Distinctive role of starD 13 in serous ovarian carcinoma cell proliferation, metastasis, and invadopodia assembly. (c2019)

Abstract

Ovarian carcinoma is the second most leading cause of deaths among female reproductive system malignant tumors. Serous epithelial carcinomas have a poor treatment rates for it is most likely to be advanced when diagnosed due to its poor indications and symptoms. Ovarian serous carcinomas are mainly divided into different stages according to the invasiveness and metastatic ability of the tumor. Many mutations are acquired which lead to the development of this malignancy.
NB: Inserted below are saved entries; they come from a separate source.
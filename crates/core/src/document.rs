//! Document types for the document store
//!
//! A document is a JSON object. Field paths are dotted (`topics.score`) and
//! traverse arrays the way document databases do: resolving `topics.score`
//! against an array of objects yields the array of their `score` fields.
//!
//! This module also defines the total order used for sorting mixed values:
//! null < numbers < strings < objects < arrays < booleans.

use serde_json::{Map, Number, Value as JsonValue};
use std::cmp::Ordering;

/// A document: JSON object with string keys
pub type Document = Map<String, JsonValue>;

/// Field name holding a document's identifier
pub const ID_FIELD: &str = "_id";

/// Resolve a dotted field path against a document.
///
/// Returns `None` when the path does not exist. Arrays met along the way
/// are traversed element-wise; elements that lack the remaining path are
/// skipped.
pub fn resolve_path(doc: &Document, path: &str) -> Option<JsonValue> {
    let mut segments = path.split('.');
    let first = segments.next()?;
    let rest: Vec<&str> = segments.collect();
    resolve_segments(doc.get(first)?, &rest)
}

fn resolve_segments(value: &JsonValue, segments: &[&str]) -> Option<JsonValue> {
    let Some((head, tail)) = segments.split_first() else {
        return Some(value.clone());
    };

    match value {
        JsonValue::Object(obj) => resolve_segments(obj.get(*head)?, tail),
        JsonValue::Array(items) => {
            // A numeric segment indexes; otherwise fan out over elements
            if let Ok(idx) = head.parse::<usize>() {
                return resolve_segments(items.get(idx)?, tail);
            }
            let found: Vec<JsonValue> = items
                .iter()
                .filter_map(|item| resolve_segments(item, segments))
                .collect();
            Some(JsonValue::Array(found))
        }
        _ => None,
    }
}

/// Build a JSON number from an `f64`; non-finite values become null.
pub fn float_value(x: f64) -> JsonValue {
    Number::from_f64(x).map_or(JsonValue::Null, JsonValue::Number)
}

/// Equality used by filters: numbers compare by value (`15 == 15.0`),
/// everything else structurally.
pub fn values_equal(a: &JsonValue, b: &JsonValue) -> bool {
    match (a, b) {
        (JsonValue::Number(x), JsonValue::Number(y)) => x.as_f64() == y.as_f64(),
        (JsonValue::Array(x), JsonValue::Array(y)) => {
            x.len() == y.len() && x.iter().zip(y).all(|(l, r)| values_equal(l, r))
        }
        (JsonValue::Object(x), JsonValue::Object(y)) => {
            x.len() == y.len()
                && x
                    .iter()
                    .all(|(k, v)| y.get(k).map_or(false, |other| values_equal(v, other)))
        }
        _ => a == b,
    }
}

fn type_rank(value: &JsonValue) -> u8 {
    match value {
        JsonValue::Null => 1,
        JsonValue::Number(_) => 2,
        JsonValue::String(_) => 3,
        JsonValue::Object(_) => 4,
        JsonValue::Array(_) => 5,
        JsonValue::Bool(_) => 8,
    }
}

/// Total order over JSON values for sorting.
pub fn compare_values(a: &JsonValue, b: &JsonValue) -> Ordering {
    let rank = type_rank(a).cmp(&type_rank(b));
    if rank != Ordering::Equal {
        return rank;
    }

    match (a, b) {
        (JsonValue::Number(x), JsonValue::Number(y)) => {
            let (x, y) = (x.as_f64().unwrap_or(0.0), y.as_f64().unwrap_or(0.0));
            x.partial_cmp(&y).unwrap_or(Ordering::Equal)
        }
        (JsonValue::String(x), JsonValue::String(y)) => x.cmp(y),
        (JsonValue::Bool(x), JsonValue::Bool(y)) => x.cmp(y),
        (JsonValue::Array(x), JsonValue::Array(y)) => {
            for (l, r) in x.iter().zip(y) {
                let ord = compare_values(l, r);
                if ord != Ordering::Equal {
                    return ord;
                }
            }
            x.len().cmp(&y.len())
        }
        (JsonValue::Object(x), JsonValue::Object(y)) => {
            for ((lk, lv), (rk, rv)) in x.iter().zip(y) {
                let ord = lk.cmp(rk).then_with(|| compare_values(lv, rv));
                if ord != Ordering::Equal {
                    return ord;
                }
            }
            x.len().cmp(&y.len())
        }
        _ => Ordering::Equal,
    }
}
This occur in entities that greatly affect the cell cycle, cell signaling pathways and cell motility, which all involve the action of Rho GTPases. The protein of interest in the present study was DLC2, also known as StarD13 or START-GAP2, a GTPaseactivating protein (GAP) for Rhoa and Cdc42. Literature data indicate that this protein is considered a tumor-suppressor in hepatocellular carcinoma. Previous research in our laboratory confirmed StarD13 as a tumor suppressor in astrocytoma, in breast cancer, and in colon cancer. In this study, we aim to investigate the role of StarD13 in cell migration, invasion, and proliferation. The results show that StarD13 is a tumor suppressor in ovarian serous carcinoma, it inhibits the function of cdc42 leading to the decrease in invadopodia assembly hence hindering invasion. StarD13 is needed for cell motility via its indirect effect on RhoA activation cycle. Moreover, StarD13 knockdown increased cell adhesiveness via the crosstalk between Cdc42 and Rac1 pathway. Therefore the cells were not being able to detach and move. Establishing the conclusion that StarD13 is in fact a tumor suppressor but it is needed for cell motility in ovarian cancer.